** About this exercise **
Work out how many lines in the data below include "every", then reply with that number only.

** Source material **
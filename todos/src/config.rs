//! Configuration management for the task list.
//!
//! Loads configuration from environment variables with sensible defaults.

use crate::loader::{DEFAULT_BASE_URL, DEFAULT_SEED_LIMIT};
use serde::{Deserialize, Serialize};
use std::env;
use std::time::Duration;

/// Default log filter when `RUST_LOG` is unset
pub const DEFAULT_LOG_FILTER: &str = "todos=info,todo_master_runtime=info";

/// Application configuration loaded from environment variables.
#[derive(Debug, Clone, PartialEq, Eq, Serialize, Deserialize)]
pub struct Config {
    /// Remote seed endpoint
    pub seed: SeedConfig,
    /// Logging
    pub log: LogConfig,
}

/// Remote seed endpoint configuration
#[derive(Debug, Clone, PartialEq, Eq, Serialize, Deserialize)]
pub struct SeedConfig {
    /// Base URL of the todo collection endpoint
    pub base_url: String,
    /// Number of items requested
    pub limit: usize,
    /// How long the CLI waits for the seed before rendering anyway (seconds)
    pub wait_secs: u64,
}

impl SeedConfig {
    /// Seed wait as a `Duration`
    #[must_use]
    pub const fn wait(&self) -> Duration {
        Duration::from_secs(self.wait_secs)
    }
}

impl Default for SeedConfig {
    fn default() -> Self {
        Self {
            base_url: DEFAULT_BASE_URL.to_string(),
            limit: DEFAULT_SEED_LIMIT,
            wait_secs: 10,
        }
    }
}

/// Logging configuration
#[derive(Debug, Clone, PartialEq, Eq, Serialize, Deserialize)]
pub struct LogConfig {
    /// `tracing_subscriber::EnvFilter` directive
    pub filter: String,
}

impl Default for LogConfig {
    fn default() -> Self {
        Self {
            filter: DEFAULT_LOG_FILTER.to_string(),
        }
    }
}

impl Config {
    /// Load configuration from environment variables.
    ///
    /// | Variable | Default |
    /// |----------|---------|
    /// | `TODO_API_BASE_URL` | `https://dummyjson.com` |
    /// | `TODO_SEED_LIMIT` | `10` |
    /// | `TODO_SEED_WAIT_SECS` | `10` |
    /// | `RUST_LOG` | `todos=info,todo_master_runtime=info` |
    ///
    /// Values that fail to parse fall back to their default.
    #[must_use]
    pub fn from_env() -> Self {
        Self::from_lookup(|key| env::var(key).ok())
    }

    /// Load configuration through an arbitrary key lookup
    #[must_use]
    pub fn from_lookup<F>(lookup: F) -> Self
    where
        F: Fn(&str) -> Option<String>,
    {
        let seed_defaults = SeedConfig::default();

        Self {
            seed: SeedConfig {
                base_url: lookup("TODO_API_BASE_URL")
                    .filter(|url| !url.trim().is_empty())
                    .unwrap_or(seed_defaults.base_url),
                limit: lookup("TODO_SEED_LIMIT")
                    .and_then(|s| s.parse().ok())
                    .unwrap_or(seed_defaults.limit),
                wait_secs: lookup("TODO_SEED_WAIT_SECS")
                    .and_then(|s| s.parse().ok())
                    .unwrap_or(seed_defaults.wait_secs),
            },
            log: LogConfig {
                filter: lookup("RUST_LOG").unwrap_or_else(|| DEFAULT_LOG_FILTER.to_string()),
            },
        }
    }
}

impl Default for Config {
    fn default() -> Self {
        Self::from_lookup(|_| None)
    }
}
//! # Todo Master Core
//!
//! Building blocks shared by every Todo Master crate.
//!
//! State changes are written as a [`Reducer`](reducer::Reducer): a synchronous
//! function from the current state and one action to the next state plus a
//! list of [`Effect`](effect::Effect)s. Effects are plain values; the runtime
//! executes them and feeds any action they produce back into the reducer.
//! External dependencies such as the clock reach the reducer through its
//! environment.
//!
//! ```ignore
//! use todo_master_core::{SmallVec, effect::Effect, reducer::Reducer};
//!
//! struct Tally;
//!
//! impl Reducer for Tally {
//!     type State = u32;
//!     type Action = ();
//!     type Environment = ();
//!
//!     fn reduce(&self, n: &mut u32, (): (), _env: &()) -> SmallVec<[Effect<()>; 4]> {
//!         *n += 1;
//!         SmallVec::new()
//!     }
//! }
//! ```

pub mod effect;
pub mod environment;
pub mod reducer;

pub use chrono::{DateTime, Utc};
pub use smallvec::{SmallVec, smallvec};
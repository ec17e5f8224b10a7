//! AES-256-CBC with PKCS#7 padding
//!
//! Two shapes of the same transform: single-shot on in-memory buffers, and
//! streaming from any `Read` into any `Write` in fixed-size chunks so that
//! file size never dictates memory use. Padding is only ever applied to (or
//! stripped from) the final block.

use std::io::{self, Read};

use aes::Aes256;
use zeroize::Zeroizing;

mod decrypt;
mod encrypt;

pub use decrypt::{decrypt, decrypt_stream};
pub use encrypt::{encrypt, encrypt_stream};

pub(crate) type Aes256CbcEnc = cbc::Encryptor<Aes256>;
pub(crate) type Aes256CbcDec = cbc::Decryptor<Aes256>;

/// Zero-filled scratch buffer, wiped on drop. Stream staging holds plaintext
/// on one side or the other, so every chunk buffer goes through here.
pub(crate) fn staging_buffer(len: usize) -> Zeroizing<Vec<u8>> {
    Zeroizing::new(vec![0u8; len])
}

/// Read until `buf` is full or EOF; retries on `Interrupted`
pub(crate) fn read_chunk<R: Read>(reader: &mut R, buf: &mut [u8]) -> io::Result<usize> {
    let mut filled = 0;
    while filled < buf.len() {
        match reader.read(&mut buf[filled..]) {
            Ok(0) => break,
            Ok(n) => filled += n,
            Err(e) if e.kind() == io::ErrorKind::Interrupted => continue,
            Err(e) => return Err(e),
        }
    }
    Ok(filled)
}

#[cfg(test)]
mod tests {
    use super::*;

    #[test]
    fn staging_buffer_is_zeroed_and_sized() {
        let buf = staging_buffer(4096);
        assert_eq!(buf.len(), 4096);
        assert!(buf.iter().all(|&b| b == 0));
    }

    #[test]
    fn read_chunk_fills_across_short_reads() {
        // a slice chain yields at most one slice per read call
        let mut reader = (&[1u8, 2, 3][..]).chain(&[4u8, 5][..]);
        let mut buf = staging_buffer(8);
        assert_eq!(read_chunk(&mut reader, &mut buf).unwrap(), 5);
        assert_eq!(&buf[..5], &[1, 2, 3, 4, 5]);
    }
}
// src/config/mod.rs
//! Configuration system for fortenc
//!
//! Central, lazy-loaded global config with TOML + env overrides.

pub use app::{load, load_from, BatchSettings, Config, EngineSettings};

mod app;
mod defaults;
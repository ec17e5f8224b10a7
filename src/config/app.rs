// src/config/app.rs
use std::path::{Path, PathBuf};
use std::sync::OnceLock;

use serde::Deserialize;
use tracing::{debug, warn};

use super::defaults::{CONFIG_DIR_NAME, CONFIG_ENV_VAR, CONFIG_FILE_NAME, KEEP_PLAIN_ENV_VAR};
use crate::error::{CoreError, Result};

#[derive(Debug, Clone, Default, Deserialize)]
#[serde(default)]
pub struct Config {
    pub engine: EngineSettings,
    pub batch: BatchSettings,
}

#[derive(Debug, Clone, Deserialize)]
#[serde(default)]
pub struct EngineSettings {
    /// Chunk size for streaming reads; does not affect the container format
    pub stream_buffer_size: usize,
    /// Default for callers that do not pass `keep_plain_file` explicitly
    pub keep_plain_file: bool,
}

#[derive(Debug, Clone, Deserialize)]
#[serde(default)]
pub struct BatchSettings {
    pub extension: String,
    pub recursive: bool,
    pub follow_links: bool,
}

impl Config {
    fn validate(self) -> Result<Self> {
        if self.engine.stream_buffer_size == 0 {
            return Err(CoreError::Config(
                "engine.stream_buffer_size must be at least 1".into(),
            ));
        }
        if !self.batch.extension.starts_with('.') || self.batch.extension.len() < 2 {
            return Err(CoreError::Config(format!(
                "batch.extension must look like \".ext\", got {:?}",
                self.batch.extension
            )));
        }
        Ok(self)
    }

    fn apply_env_overrides(mut self) -> Self {
        if let Ok(value) = std::env::var(KEEP_PLAIN_ENV_VAR) {
            self.engine.keep_plain_file = matches!(value.as_str(), "1" | "true" | "yes");
        }
        self
    }
}

/// Parse and validate a TOML config file
pub fn load_from<P: AsRef<Path>>(path: P) -> Result<Config> {
    let path = path.as_ref();
    let content = std::fs::read_to_string(path)
        .map_err(|e| CoreError::Config(format!("cannot read {}: {e}", path.display())))?;
    let conf: Config = toml::from_str(&content)
        .map_err(|e| CoreError::Config(format!("invalid TOML in {}: {e}", path.display())))?;
    conf.validate()
}

fn config_path() -> Option<PathBuf> {
    match std::env::var(CONFIG_ENV_VAR) {
        Ok(path) => Some(PathBuf::from(path)),
        Err(_) => dirs::config_dir().map(|dir| dir.join(CONFIG_DIR_NAME).join(CONFIG_FILE_NAME)),
    }
}

static CONFIG: OnceLock<Config> = OnceLock::new();

/// Load config once per process — falls back to defaults if missing or invalid
pub fn load() -> &'static Config {
    CONFIG.get_or_init(|| {
        let conf = match config_path() {
            Some(path) if path.exists() => match load_from(&path) {
                Ok(conf) => {
                    debug!(path = %path.display(), "loaded config");
                    conf
                }
                Err(e) => {
                    warn!("{e} — using built-in defaults");
                    Config::default()
                }
            },
            _ => {
                debug!("no config file found — using built-in defaults");
                Config::default()
            }
        };

        conf.apply_env_overrides()
    })
}
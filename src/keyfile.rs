// src/keyfile.rs
//! Keyfiles — random secret blobs usable alongside or instead of a passphrase
//!
//! A keyfile is just raw CSPRNG output. It is only accepted on load when it
//! is exactly [`RECOMMENDED_KEY_FILE_SIZE`] bytes; other sizes are rejected,
//! never truncated or padded.

use std::fmt;
use std::fs::File;
use std::io::Read;
use std::path::Path;

use sha2::{Digest as _, Sha512};
use tracing::{debug, warn};

use crate::aliases::KeyfileData;
use crate::consts::RECOMMENDED_KEY_FILE_SIZE;
use crate::error::{CoreError, Result};
use crate::key_ops::generate_random_data;

pub struct Keyfile {
    data: KeyfileData,
    length: usize,
}

impl Keyfile {
    /// New keyfile of `length` random bytes
    pub fn generate(length: usize) -> Self {
        Self::from_bytes(generate_random_data(length))
    }

    pub fn from_bytes(bytes: Vec<u8>) -> Self {
        let length = bytes.len();
        Self {
            data: KeyfileData::new(bytes),
            length,
        }
    }

    /// Read a keyfile from disk and reject it unless it has the recommended size.
    /// The size is checked before anything is read, so an oversized file is
    /// never pulled into memory.
    pub fn load<P: AsRef<Path>>(path: P) -> Result<Self> {
        let path = path.as_ref();
        let file = File::open(path).map_err(CoreError::KeyfileLoad)?;
        let size = file.metadata().map_err(CoreError::KeyfileLoad)?.len();
        if size != RECOMMENDED_KEY_FILE_SIZE as u64 {
            return Err(reject_size(path, size));
        }

        // the file may have changed since the metadata call
        let mut bytes = Vec::with_capacity(RECOMMENDED_KEY_FILE_SIZE);
        file.take(RECOMMENDED_KEY_FILE_SIZE as u64 + 1)
            .read_to_end(&mut bytes)
            .map_err(CoreError::KeyfileLoad)?;
        let keyfile = Self::from_bytes(bytes);
        if !keyfile.is_valid() {
            return Err(reject_size(path, keyfile.len() as u64));
        }

        debug!(path = %path.display(), "keyfile loaded");
        Ok(keyfile)
    }

    /// Write the raw bytes to `path`, replacing any existing file
    pub fn persist<P: AsRef<Path>>(&self, path: P) -> Result<()> {
        std::fs::write(path.as_ref(), self.expose_secret())?;
        debug!(path = %path.as_ref().display(), len = self.length, "keyfile written");
        Ok(())
    }

    pub fn is_valid(&self) -> bool {
        self.expose_secret().len() == RECOMMENDED_KEY_FILE_SIZE
    }

    /// Declared length in bytes
    pub fn len(&self) -> usize {
        self.length
    }

    pub fn is_empty(&self) -> bool {
        self.length == 0
    }

    pub fn expose_secret(&self) -> &[u8] {
        self.data.expose_secret()
    }

    /// Lowercase hex SHA-512 of the bytes, for human comparison only
    pub fn fingerprint(&self) -> String {
        hex::encode(Sha512::digest(self.expose_secret()))
    }
}

fn reject_size(path: &Path, size: u64) -> CoreError {
    warn!(path = %path.display(), size, "rejecting keyfile with unexpected size");
    CoreError::validation(format!(
        "Invalid keyfile data: expected {RECOMMENDED_KEY_FILE_SIZE} bytes, found {size}"
    ))
}

impl fmt::Debug for Keyfile {
    fn fmt(&self, f: &mut fmt::Formatter<'_>) -> fmt::Result {
        f.debug_struct("Keyfile")
            .field("length", &self.length)
            .finish_non_exhaustive()
    }
}
// src/key_ops.rs
//! Random material generation
//!
//! Salts, IVs and keyfile bytes all come from the thread-local CSPRNG.

use rand::RngCore;

use crate::aliases::{Iv, Salt};

/// Fill a fresh buffer of `length` bytes with cryptographically secure random data
pub fn generate_random_data(length: usize) -> Vec<u8> {
    let mut bytes = vec![0u8; length];
    rand::rng().fill_bytes(&mut bytes);
    bytes
}

/// New random 128-bit initialization vector
#[inline]
pub fn random_iv() -> Iv {
    let mut iv = Iv::default();
    rand::rng().fill_bytes(&mut iv);
    iv
}

/// New random 64-bit KDF salt
#[inline]
pub fn random_salt() -> Salt {
    let mut salt = Salt::default();
    rand::rng().fill_bytes(&mut salt);
    salt
}
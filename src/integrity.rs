// src/integrity.rs
//! Keyed integrity digest over plaintext
//!
//! HMAC-SHA256 keyed with the derived file key. The digest covers the
//! original content, so it answers "was the plaintext altered" independently
//! of whether the cipher transform itself succeeded.

use std::io::Read;

use hmac::{Hmac, Mac};
use sha2::Sha256;
use subtle::ConstantTimeEq;

use crate::aliases::Digest;
use crate::consts::STREAM_BUFFER_SIZE;
use crate::crypto::{read_chunk, staging_buffer};
use crate::error::{CoreError, Result};

type HmacSha256 = Hmac<Sha256>;

fn new_mac(key: &[u8]) -> Result<HmacSha256> {
    HmacSha256::new_from_slice(key).map_err(|e| CoreError::crypto(format!("HMAC init: {e}")))
}

fn finish(mac: HmacSha256) -> Digest {
    let mut out = Digest::default();
    out.copy_from_slice(&mac.finalize().into_bytes());
    out
}

/// Digest an in-memory buffer
pub fn digest(data: &[u8], key: &[u8]) -> Result<Digest> {
    let mut mac = new_mac(key)?;
    mac.update(data);
    Ok(finish(mac))
}

/// Digest a stream, consuming it to EOF
pub fn digest_reader<R: Read>(mut reader: R, key: &[u8]) -> Result<Digest> {
    let mut mac = new_mac(key)?;
    let mut buffer = staging_buffer(STREAM_BUFFER_SIZE);
    loop {
        let n = read_chunk(&mut reader, &mut buffer)?;
        if n == 0 {
            break;
        }
        mac.update(&buffer[..n]);
    }
    Ok(finish(mac))
}

/// Constant-time digest comparison; a length mismatch is an immediate `false`
pub fn digests_match(computed: &[u8], expected: &[u8]) -> bool {
    if computed.len() != expected.len() {
        return false;
    }
    computed.ct_eq(expected).into()
}

/// Recompute the digest of `data` and compare it to `expected`.
///
/// Never errors: anything short of an exact match is `false`.
pub fn verify(data: &[u8], key: &[u8], expected: &[u8]) -> bool {
    match digest(data, key) {
        Ok(computed) => digests_match(&computed, expected),
        Err(_) => false,
    }
}

/// Stream form of [`verify`]. Read errors are reported, mismatches are not.
pub fn verify_reader<R: Read>(reader: R, key: &[u8], expected: &[u8]) -> Result<bool> {
    let computed = digest_reader(reader, key)?;
    Ok(digests_match(&computed, expected))
}
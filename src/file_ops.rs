// src/file_ops.rs
//! File detection and directory scanning used for batch selection
//!
//! The only thing these helpers know about the format is the marker.

use std::ffi::OsString;
use std::fs::File;
use std::io::Read;
use std::path::{Path, PathBuf};

use chrono::{DateTime, Local};
use tracing::warn;
use walkdir::WalkDir;

use crate::consts::{MAGIC_HEADER, MAGIC_HEADER_SIZE};
use crate::error::Result;

/// Check if data starts with the container marker
pub fn is_encrypted_data(data: &[u8]) -> bool {
    data.starts_with(MAGIC_HEADER)
}

/// `true` iff the first 8 bytes of the file are the container marker.
/// Files shorter than the marker are never encrypted.
pub fn is_encrypted_file<P: AsRef<Path>>(path: P) -> Result<bool> {
    let mut head = Vec::with_capacity(MAGIC_HEADER_SIZE);
    File::open(path.as_ref())?
        .take(MAGIC_HEADER_SIZE as u64)
        .read_to_end(&mut head)?;
    Ok(is_encrypted_data(&head))
}

pub fn file_size_bytes<P: AsRef<Path>>(path: P) -> Result<u64> {
    Ok(std::fs::metadata(path.as_ref())?.len())
}

pub fn file_size_mb<P: AsRef<Path>>(path: P) -> Result<f64> {
    Ok(file_size_bytes(path)? as f64 / 1024.0 / 1024.0)
}

/// Local modification time as `YYYY-MM-DD HH:MM`
pub fn last_modified<P: AsRef<Path>>(path: P) -> Result<String> {
    let modified: DateTime<Local> = std::fs::metadata(path.as_ref())?.modified()?.into();
    Ok(modified.format("%Y-%m-%d %H:%M").to_string())
}

/// Regular files under `dir`, sorted by name. Subdirectories are only
/// descended into when `recursive` is set.
pub fn list_files<P: AsRef<Path>>(
    dir: P,
    recursive: bool,
    follow_links: bool,
) -> Result<Vec<PathBuf>> {
    let walker = WalkDir::new(dir.as_ref())
        .min_depth(1)
        .max_depth(if recursive { usize::MAX } else { 1 })
        .follow_links(follow_links)
        .sort_by_file_name();

    let mut files = Vec::new();
    for entry in walker {
        let entry = entry.map_err(std::io::Error::from)?;
        if entry.file_type().is_file() {
            files.push(entry.into_path());
        }
    }
    Ok(files)
}

/// Suffix appended when a decrypted name cannot drop the extension
pub const DECRYPTED_SUFFIX: &str = ".decrypted";

fn with_suffix(path: &Path, suffix: &str) -> PathBuf {
    let mut name: OsString = path.as_os_str().to_owned();
    name.push(suffix);
    PathBuf::from(name)
}

/// `report.pdf` → `report.pdf.fortenc`, or `None` if that name is taken.
/// Existing containers are never a target.
pub fn encrypted_output_path(path: &Path, extension: &str) -> Option<PathBuf> {
    let out = with_suffix(path, extension);
    (!out.exists()).then_some(out)
}

/// `report.pdf.fortenc` → `report.pdf`. Falls back to appending
/// [`DECRYPTED_SUFFIX`] when the name has no extension to drop or the
/// stripped name exists; `None` if every candidate is taken.
pub fn decrypted_output_path(path: &Path, extension: &str) -> Option<PathBuf> {
    let stripped = path
        .to_str()
        .and_then(|s| s.strip_suffix(extension))
        .filter(|stem| !stem.is_empty() && !stem.ends_with(std::path::MAIN_SEPARATOR))
        .map(PathBuf::from);

    stripped
        .into_iter()
        .chain(std::iter::once(with_suffix(path, DECRYPTED_SUFFIX)))
        .find(|candidate| !candidate.exists())
}

/// Files from `files` that carry the container marker.
/// Unreadable files are skipped with a warning.
pub fn find_encrypted_files(files: &[PathBuf]) -> Vec<PathBuf> {
    partition(files, true)
}

/// Files from `files` that do not carry the container marker.
/// Unreadable files are skipped with a warning.
pub fn find_plain_files(files: &[PathBuf]) -> Vec<PathBuf> {
    partition(files, false)
}

fn partition(files: &[PathBuf], want_encrypted: bool) -> Vec<PathBuf> {
    files
        .iter()
        .filter(|path| match is_encrypted_file(path) {
            Ok(encrypted) => encrypted == want_encrypted,
            Err(e) => {
                warn!(path = %path.display(), error = %e, "skipping unreadable file");
                false
            }
        })
        .cloned()
        .collect()
}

** Answer box **
3